YOUR INSTRUCTIONS: Taking the line with "if field < 2" as the start, reproduce every line until the records end, exactly and with nothing added.

DATA EXTRACTS:

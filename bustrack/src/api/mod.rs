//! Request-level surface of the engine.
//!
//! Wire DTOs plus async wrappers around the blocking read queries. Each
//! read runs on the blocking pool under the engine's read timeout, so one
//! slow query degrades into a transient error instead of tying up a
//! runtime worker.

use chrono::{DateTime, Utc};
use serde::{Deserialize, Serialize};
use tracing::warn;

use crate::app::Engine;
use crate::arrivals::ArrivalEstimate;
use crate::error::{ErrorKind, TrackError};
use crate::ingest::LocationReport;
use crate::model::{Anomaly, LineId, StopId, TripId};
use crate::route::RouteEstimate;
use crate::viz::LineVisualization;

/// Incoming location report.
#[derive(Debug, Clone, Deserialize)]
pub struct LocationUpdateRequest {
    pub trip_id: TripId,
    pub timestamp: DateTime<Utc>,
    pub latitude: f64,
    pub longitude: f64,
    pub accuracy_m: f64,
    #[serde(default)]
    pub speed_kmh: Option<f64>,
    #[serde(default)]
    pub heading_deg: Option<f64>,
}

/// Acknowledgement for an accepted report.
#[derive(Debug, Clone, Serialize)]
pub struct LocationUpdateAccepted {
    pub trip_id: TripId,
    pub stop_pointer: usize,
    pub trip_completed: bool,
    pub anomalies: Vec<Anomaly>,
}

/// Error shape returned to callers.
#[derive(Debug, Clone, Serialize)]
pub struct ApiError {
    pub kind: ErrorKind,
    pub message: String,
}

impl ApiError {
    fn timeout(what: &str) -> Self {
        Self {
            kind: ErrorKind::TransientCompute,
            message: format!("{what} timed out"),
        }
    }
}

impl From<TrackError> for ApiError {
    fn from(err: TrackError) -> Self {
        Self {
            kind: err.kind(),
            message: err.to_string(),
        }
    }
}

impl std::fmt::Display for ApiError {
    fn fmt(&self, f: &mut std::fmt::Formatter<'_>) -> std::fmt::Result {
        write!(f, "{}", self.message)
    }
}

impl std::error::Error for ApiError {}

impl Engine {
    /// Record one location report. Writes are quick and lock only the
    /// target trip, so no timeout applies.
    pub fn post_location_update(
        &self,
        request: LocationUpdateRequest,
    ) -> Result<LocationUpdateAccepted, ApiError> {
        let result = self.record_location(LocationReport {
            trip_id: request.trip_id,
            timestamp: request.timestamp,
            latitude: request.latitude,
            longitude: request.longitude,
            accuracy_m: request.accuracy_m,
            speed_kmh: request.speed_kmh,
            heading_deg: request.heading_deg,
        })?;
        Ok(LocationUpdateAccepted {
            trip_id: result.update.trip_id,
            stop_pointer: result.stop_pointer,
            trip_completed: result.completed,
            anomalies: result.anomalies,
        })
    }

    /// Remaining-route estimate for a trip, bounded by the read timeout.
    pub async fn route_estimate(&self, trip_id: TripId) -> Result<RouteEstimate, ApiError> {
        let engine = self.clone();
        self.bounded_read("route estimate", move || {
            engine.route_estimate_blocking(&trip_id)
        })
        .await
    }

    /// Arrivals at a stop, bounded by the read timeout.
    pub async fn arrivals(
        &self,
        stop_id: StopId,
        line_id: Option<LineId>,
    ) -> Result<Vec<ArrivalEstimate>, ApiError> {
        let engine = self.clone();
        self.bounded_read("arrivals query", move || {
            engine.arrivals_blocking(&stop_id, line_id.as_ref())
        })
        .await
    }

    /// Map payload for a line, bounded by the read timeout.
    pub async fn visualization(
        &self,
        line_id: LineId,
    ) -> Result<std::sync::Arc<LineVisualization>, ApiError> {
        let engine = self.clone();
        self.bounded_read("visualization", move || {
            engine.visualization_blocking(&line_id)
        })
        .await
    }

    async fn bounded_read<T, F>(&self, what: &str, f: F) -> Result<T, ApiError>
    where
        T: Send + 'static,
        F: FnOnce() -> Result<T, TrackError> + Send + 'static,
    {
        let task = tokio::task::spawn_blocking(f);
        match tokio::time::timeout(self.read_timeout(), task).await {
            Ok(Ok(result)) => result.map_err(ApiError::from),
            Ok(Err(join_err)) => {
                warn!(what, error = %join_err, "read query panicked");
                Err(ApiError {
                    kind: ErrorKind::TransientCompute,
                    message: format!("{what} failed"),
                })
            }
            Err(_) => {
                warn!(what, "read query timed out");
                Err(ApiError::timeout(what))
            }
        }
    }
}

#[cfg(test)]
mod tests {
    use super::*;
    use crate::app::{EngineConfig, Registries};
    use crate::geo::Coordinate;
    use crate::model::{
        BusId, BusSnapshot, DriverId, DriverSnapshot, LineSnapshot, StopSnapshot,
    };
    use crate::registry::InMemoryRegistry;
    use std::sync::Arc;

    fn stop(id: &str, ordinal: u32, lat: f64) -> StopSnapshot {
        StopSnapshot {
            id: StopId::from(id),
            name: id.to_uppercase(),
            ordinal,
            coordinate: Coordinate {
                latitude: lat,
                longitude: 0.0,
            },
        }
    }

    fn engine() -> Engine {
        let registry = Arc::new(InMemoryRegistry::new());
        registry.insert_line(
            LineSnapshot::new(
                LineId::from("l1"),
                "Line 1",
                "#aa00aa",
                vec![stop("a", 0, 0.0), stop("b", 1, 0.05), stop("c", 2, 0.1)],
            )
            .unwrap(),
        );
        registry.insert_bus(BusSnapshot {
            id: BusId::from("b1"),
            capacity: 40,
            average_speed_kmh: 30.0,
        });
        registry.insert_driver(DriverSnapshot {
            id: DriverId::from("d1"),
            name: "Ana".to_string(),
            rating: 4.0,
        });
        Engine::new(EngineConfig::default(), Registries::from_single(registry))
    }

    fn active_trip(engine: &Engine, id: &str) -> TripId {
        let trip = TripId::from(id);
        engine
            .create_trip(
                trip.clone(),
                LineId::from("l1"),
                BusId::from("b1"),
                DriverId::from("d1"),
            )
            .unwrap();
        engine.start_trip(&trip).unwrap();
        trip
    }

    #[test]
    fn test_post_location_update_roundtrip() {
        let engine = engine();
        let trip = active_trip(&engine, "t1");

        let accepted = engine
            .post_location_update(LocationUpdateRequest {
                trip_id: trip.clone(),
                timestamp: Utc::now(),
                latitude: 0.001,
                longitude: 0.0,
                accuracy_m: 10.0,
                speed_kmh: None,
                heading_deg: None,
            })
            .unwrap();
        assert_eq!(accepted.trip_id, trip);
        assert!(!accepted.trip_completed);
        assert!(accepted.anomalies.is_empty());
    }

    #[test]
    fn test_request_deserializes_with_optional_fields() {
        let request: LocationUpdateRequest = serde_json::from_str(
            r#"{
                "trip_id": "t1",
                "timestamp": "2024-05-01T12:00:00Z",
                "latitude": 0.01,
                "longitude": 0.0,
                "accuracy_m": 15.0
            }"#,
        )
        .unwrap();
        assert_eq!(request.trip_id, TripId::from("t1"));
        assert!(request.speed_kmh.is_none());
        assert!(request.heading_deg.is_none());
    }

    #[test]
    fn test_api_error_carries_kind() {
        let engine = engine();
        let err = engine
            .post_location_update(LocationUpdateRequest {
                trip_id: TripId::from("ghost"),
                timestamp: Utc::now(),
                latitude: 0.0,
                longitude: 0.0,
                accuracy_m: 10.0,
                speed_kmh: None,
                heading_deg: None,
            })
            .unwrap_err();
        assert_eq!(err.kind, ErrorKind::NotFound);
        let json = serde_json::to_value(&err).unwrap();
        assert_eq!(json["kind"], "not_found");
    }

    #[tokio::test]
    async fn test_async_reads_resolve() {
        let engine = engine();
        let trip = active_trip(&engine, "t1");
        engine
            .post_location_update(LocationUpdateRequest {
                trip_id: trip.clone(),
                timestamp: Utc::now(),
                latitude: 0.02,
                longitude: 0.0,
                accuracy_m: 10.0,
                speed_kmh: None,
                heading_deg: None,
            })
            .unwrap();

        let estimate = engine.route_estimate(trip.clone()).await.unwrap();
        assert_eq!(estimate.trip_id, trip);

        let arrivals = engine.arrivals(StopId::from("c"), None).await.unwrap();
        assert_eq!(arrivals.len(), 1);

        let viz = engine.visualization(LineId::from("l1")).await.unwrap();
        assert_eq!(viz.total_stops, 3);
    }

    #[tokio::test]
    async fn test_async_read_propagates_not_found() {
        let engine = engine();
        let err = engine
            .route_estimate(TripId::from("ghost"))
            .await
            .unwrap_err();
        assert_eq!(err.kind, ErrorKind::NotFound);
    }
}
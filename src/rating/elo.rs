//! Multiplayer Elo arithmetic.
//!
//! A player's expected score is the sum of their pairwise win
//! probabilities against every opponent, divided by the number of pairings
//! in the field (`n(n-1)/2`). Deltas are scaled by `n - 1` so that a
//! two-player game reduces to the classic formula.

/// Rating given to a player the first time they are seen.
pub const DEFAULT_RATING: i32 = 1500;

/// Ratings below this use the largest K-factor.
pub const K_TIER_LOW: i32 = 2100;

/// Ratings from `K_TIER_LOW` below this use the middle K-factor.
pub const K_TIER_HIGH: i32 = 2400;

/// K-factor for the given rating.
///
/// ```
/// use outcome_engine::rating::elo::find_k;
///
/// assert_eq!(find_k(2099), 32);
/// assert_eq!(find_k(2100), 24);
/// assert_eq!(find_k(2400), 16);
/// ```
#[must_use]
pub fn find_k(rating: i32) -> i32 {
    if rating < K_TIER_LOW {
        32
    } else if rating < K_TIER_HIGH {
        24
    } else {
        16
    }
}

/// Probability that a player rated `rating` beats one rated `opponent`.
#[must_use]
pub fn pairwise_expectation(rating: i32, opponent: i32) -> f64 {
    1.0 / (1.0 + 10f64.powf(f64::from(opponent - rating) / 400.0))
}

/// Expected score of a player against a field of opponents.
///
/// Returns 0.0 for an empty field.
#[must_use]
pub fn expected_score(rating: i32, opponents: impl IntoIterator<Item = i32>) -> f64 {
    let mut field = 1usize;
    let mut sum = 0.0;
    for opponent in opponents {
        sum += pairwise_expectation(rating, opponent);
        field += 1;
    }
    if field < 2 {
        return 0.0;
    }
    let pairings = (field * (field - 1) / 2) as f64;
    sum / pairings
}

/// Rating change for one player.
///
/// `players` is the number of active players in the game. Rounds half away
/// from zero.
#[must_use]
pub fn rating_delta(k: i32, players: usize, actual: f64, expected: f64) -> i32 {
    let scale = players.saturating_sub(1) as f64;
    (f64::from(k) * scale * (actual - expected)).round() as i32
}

REPLY:
    if field < 2 {
        return 0.0;
    }
    let pairings = (field * (field - 1) / 2) as f64;
    sum / pairings
}

/// Rating change for one player.
///
/// `players` is the number of active players in the game. Rounds half away
/// from zero.
#[must_use]
pub fn rating_delta(k: i32, players: usize, actual: f64, expected: f64) -> i32 {
    let scale = players.saturating_sub(1) as f64;
    (f64::from(k) * scale * (actual - expected)).round() as i32
}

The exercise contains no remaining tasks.